EXERCISE INSTRUCTIONS: Check each line of the data below for the word "post", then extract the ones that have it.

::::::::

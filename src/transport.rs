//! Serial transport for the PN532: owns the port, serializes commands, and
//! absorbs the device's known post-wake-up quirks.
//!
//! Structured after `dfu/transport.rs`'s `DfuTransport`/`SerialTransport`
//! split: a narrow trait over the raw byte channel so tests can substitute a
//! scripted implementation, and a concrete struct wrapping `serialport`'s
//! trait object for real hardware.

use std::io::{Read, Write};
use std::time::{Duration, Instant};

use serialport::SerialPort;

use crate::config::{
    BAUD_RATE, HARD_RESET_ASSERT, HARD_RESET_SETTLE, OPEN_RESET_ASSERT, OPEN_RESET_SETTLE,
    WAKE_SLEEP,
};
use crate::error::Pn532Error;
use crate::frame::{self, ACK_FRAME};
use crate::log::{LogDirection, LogSink};
use std::sync::Arc;

/// Raw byte channel the transport drives. Implemented for real hardware by
/// [`SerialPortIo`]; tests substitute a scripted in-memory implementation.
pub trait PortIo: Send {
    fn write_all(&mut self, data: &[u8]) -> std::io::Result<()>;
    fn read(&mut self, buf: &mut [u8], timeout: Duration) -> std::io::Result<usize>;
    fn flush(&mut self) -> std::io::Result<()>;
    fn clear_input(&mut self) -> std::io::Result<()>;
    fn set_dtr(&mut self, level: bool) -> std::io::Result<()>;
}

/// `PortIo` backed by a real `serialport::SerialPort`.
pub struct SerialPortIo {
    port: Box<dyn SerialPort>,
}

impl SerialPortIo {
    pub fn open(port_name: &str) -> Result<Self, Pn532Error> {
        let port = serialport::new(port_name, BAUD_RATE)
            .data_bits(serialport::DataBits::Eight)
            .parity(serialport::Parity::None)
            .stop_bits(serialport::StopBits::One)
            .flow_control(serialport::FlowControl::None)
            .timeout(Duration::from_millis(50))
            .open()?;
        Ok(Self { port })
    }
}

impl PortIo for SerialPortIo {
    fn write_all(&mut self, data: &[u8]) -> std::io::Result<()> {
        self.port.write_all(data)
    }

    fn read(&mut self, buf: &mut [u8], timeout: Duration) -> std::io::Result<usize> {
        self.port.set_timeout(timeout).map_err(std::io::Error::from)?;
        match self.port.read(buf) {
            Ok(n) => Ok(n),
            Err(e) if e.kind() == std::io::ErrorKind::TimedOut => Ok(0),
            Err(e) => Err(e),
        }
    }

    fn flush(&mut self) -> std::io::Result<()> {
        self.port.flush()
    }

    fn clear_input(&mut self) -> std::io::Result<()> {
        self.port.clear(serialport::ClearBuffer::Input).map_err(std::io::Error::from)
    }

    fn set_dtr(&mut self, level: bool) -> std::io::Result<()> {
        self.port.write_data_terminal_ready(level).map_err(std::io::Error::from)
    }
}

/// Owns the serial port and serializes every command against it. Callers
/// above this layer (the command engine, workflows) never issue a command
/// without going through [`Transport::send_command`], so no two commands
/// are ever in flight on the wire at once.
pub struct Transport {
    port: Option<Box<dyn PortIo>>,
    port_name: String,
    log: Option<Arc<LogSink>>,
}

impl Transport {
    pub fn new(port_name: impl Into<String>) -> Self {
        Self { port: None, port_name: port_name.into(), log: None }
    }

    /// For tests: construct a transport already wired to a scripted
    /// `PortIo`, bypassing real device discovery.
    #[cfg(test)]
    pub fn with_port(port_name: impl Into<String>, port: Box<dyn PortIo>) -> Self {
        Self { port: Some(port), port_name: port_name.into(), log: None }
    }

    /// Attaches the shared log sink every TX/RX/ERR entry is appended to.
    pub fn with_log_sink(mut self, log: Arc<LogSink>) -> Self {
        self.log = Some(log);
        self
    }

    fn port_mut(&mut self) -> Result<&mut Box<dyn PortIo>, Pn532Error> {
        self.port.as_mut().ok_or(Pn532Error::TransportUnavailable)
    }

    /// Opens the port at 115200 8-N-1 and pulses DTR to force the PN532
    /// into a known post-reset state: assert for 100 ms, release, wait
    /// 1.5 s, then flush any bytes that accumulated during reset.
    pub fn open(&mut self) -> Result<(), Pn532Error> {
        let mut port = SerialPortIo::open(&self.port_name)?;
        port.set_dtr(false)?;
        port.set_dtr(true)?;
        std::thread::sleep(OPEN_RESET_ASSERT);
        port.set_dtr(false)?;
        std::thread::sleep(OPEN_RESET_SETTLE);
        port.clear_input()?;
        self.port = Some(Box::new(port));
        Ok(())
    }

    /// Same DTR pulse as `open`, but with the longer timings used to
    /// recover from a stalled device: assert 500 ms, wait 3 s.
    pub fn hard_reset(&mut self) -> Result<(), Pn532Error> {
        let port = self.port_mut()?;
        port.set_dtr(true)?;
        std::thread::sleep(HARD_RESET_ASSERT);
        port.set_dtr(false)?;
        std::thread::sleep(HARD_RESET_SETTLE);
        port.clear_input()?;
        Ok(())
    }

    /// Writes the HSU wake-up preamble (sixteen `0x55` sync bytes followed
    /// by `00 00 FF`), sleeps 200 ms, flushes input, then issues one
    /// sacrificial `GetFirmwareVersion` whose response is discarded — the
    /// first command after HSU wake is unreliable.
    pub fn wake_up(&mut self) -> Result<(), Pn532Error> {
        let mut preamble = vec![0x55u8; 16];
        preamble.extend_from_slice(&[0x00, 0x00, 0xFF]);
        self.port_mut()?.write_all(&preamble)?;
        std::thread::sleep(WAKE_SLEEP);
        self.port_mut()?.clear_input()?;

        let _ = self.send_command(0x02, &[], Duration::from_millis(500));
        Ok(())
    }

    /// Writes one command frame, requires a 6-byte ACK, then reads the
    /// response within `timeout`. Returns `None` on a bad ACK, a short
    /// read, or a checksum mismatch — the transport never raises for these
    /// expected timing/protocol failures.
    pub fn send_command(&mut self, cmd: u8, params: &[u8], timeout: Duration) -> Option<Vec<u8>> {
        let frame = frame::build(cmd, params);
        let log = self.log.clone();
        log_entry(&log, LogDirection::Tx, &frame);

        let port = self.port.as_mut()?;
        if port.write_all(&frame).is_err() {
            log_entry(&log, LogDirection::Err, &[]);
            return None;
        }

        let mut ack = [0u8; 6];
        let deadline = Instant::now() + timeout;
        if read_exact_by_deadline(port.as_mut(), &mut ack, deadline).is_err() {
            log_entry(&log, LogDirection::Err, &[]);
            return None;
        }
        if ack != ACK_FRAME {
            log_entry(&log, LogDirection::Err, &ack);
            return None;
        }

        let mut reader = |buf: &mut [u8], t: Duration| port.read(buf, t);
        match frame::parse_response(&mut reader, deadline) {
            Ok(payload) => {
                log_entry(&log, LogDirection::Rx, &payload);
                Some(payload)
            }
            Err(_) => {
                log_entry(&log, LogDirection::Err, &[]);
                None
            }
        }
    }

    /// Flushes any bytes sitting unread in the OS input buffer. Used by the
    /// command engine's soft-retry tier ahead of each retried command, so a
    /// stale partial response left over from the failed attempt is never
    /// misread as the next attempt's ACK.
    pub fn clear_input(&mut self) -> Result<(), Pn532Error> {
        self.port_mut()?.clear_input()?;
        Ok(())
    }

    pub fn close(&mut self) {
        self.port = None;
    }

    pub fn is_open(&self) -> bool {
        self.port.is_some()
    }

    pub fn port_name(&self) -> &str {
        &self.port_name
    }
}

fn log_entry(log: &Option<Arc<LogSink>>, direction: LogDirection, bytes: &[u8]) {
    if let Some(sink) = log {
        sink.push(direction, bytes);
    }
}

fn read_exact_by_deadline(
    port: &mut dyn PortIo,
    buf: &mut [u8],
    deadline: Instant,
) -> Result<(), Pn532Error> {
    let mut filled = 0;
    while filled < buf.len() {
        let remaining = deadline.saturating_duration_since(Instant::now());
        if remaining.is_zero() {
            return Err(Pn532Error::NoResponse);
        }
        let n = port.read(&mut buf[filled..], remaining).map_err(Pn532Error::Io)?;
        if n == 0 && Instant::now() >= deadline {
            return Err(Pn532Error::NoResponse);
        }
        filled += n;
    }
    Ok(())
}


#[cfg(test)]
mod tests {
    use super::test_support::ScriptedPort;
    use super::*;

    fn ack_then(rest: Vec<u8>) -> Vec<Vec<u8>> {
        vec![ACK_FRAME.to_vec(), rest]
    }

    fn response_frame(response_code: u8, payload: &[u8]) -> Vec<u8> {
        let mut data = vec![0xD5, response_code];
        data.extend_from_slice(payload);
        let len = data.len() as u8;
        let lcs = (0u8).wrapping_sub(len);
        let sum = data.iter().fold(0u8, |a, &b| a.wrapping_add(b));
        let dcs = (0u8).wrapping_sub(sum);
        let mut frame = vec![0x00, 0x00, 0xFF, len, lcs];
        frame.extend_from_slice(&data);
        frame.push(dcs);
        frame.push(0x00);
        frame
    }

    #[test]
    fn send_command_returns_payload_on_good_ack_and_frame() {
        let response = response_frame(0x03, &[0x32, 0x01, 0x06, 0x07]);
        let port = ScriptedPort::new(ack_then(response));
        let mut transport = Transport::with_port("COM_TEST", Box::new(port));

        let payload = transport.send_command(0x02, &[], Duration::from_millis(200));
        assert_eq!(payload, Some(vec![0xD5, 0x03, 0x32, 0x01, 0x06, 0x07]));
    }

    #[test]
    fn send_command_returns_none_on_bad_ack() {
        let mut bad_ack = ACK_FRAME;
        bad_ack[3] = 0xFF;
        let port = ScriptedPort::new(vec![bad_ack.to_vec()]);
        let mut transport = Transport::with_port("COM_TEST", Box::new(port));

        let payload = transport.send_command(0x02, &[], Duration::from_millis(50));
        assert_eq!(payload, None);
    }

    #[test]
    fn send_command_returns_none_on_no_response() {
        let port = ScriptedPort::new(vec![ACK_FRAME.to_vec()]);
        let mut transport = Transport::with_port("COM_TEST", Box::new(port));

        let payload = transport.send_command(0x02, &[], Duration::from_millis(50));
        assert_eq!(payload, None);
    }

    #[test]
    fn send_command_without_open_port_returns_none() {
        let mut transport = Transport::new("COM_TEST");
        assert_eq!(transport.send_command(0x02, &[], Duration::from_millis(50)), None);
    }
}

::::::::

SOLUTION:
//! absorbs the device's known post-wake-up quirks.
    /// into a known post-reset state: assert for 100 ms, release, wait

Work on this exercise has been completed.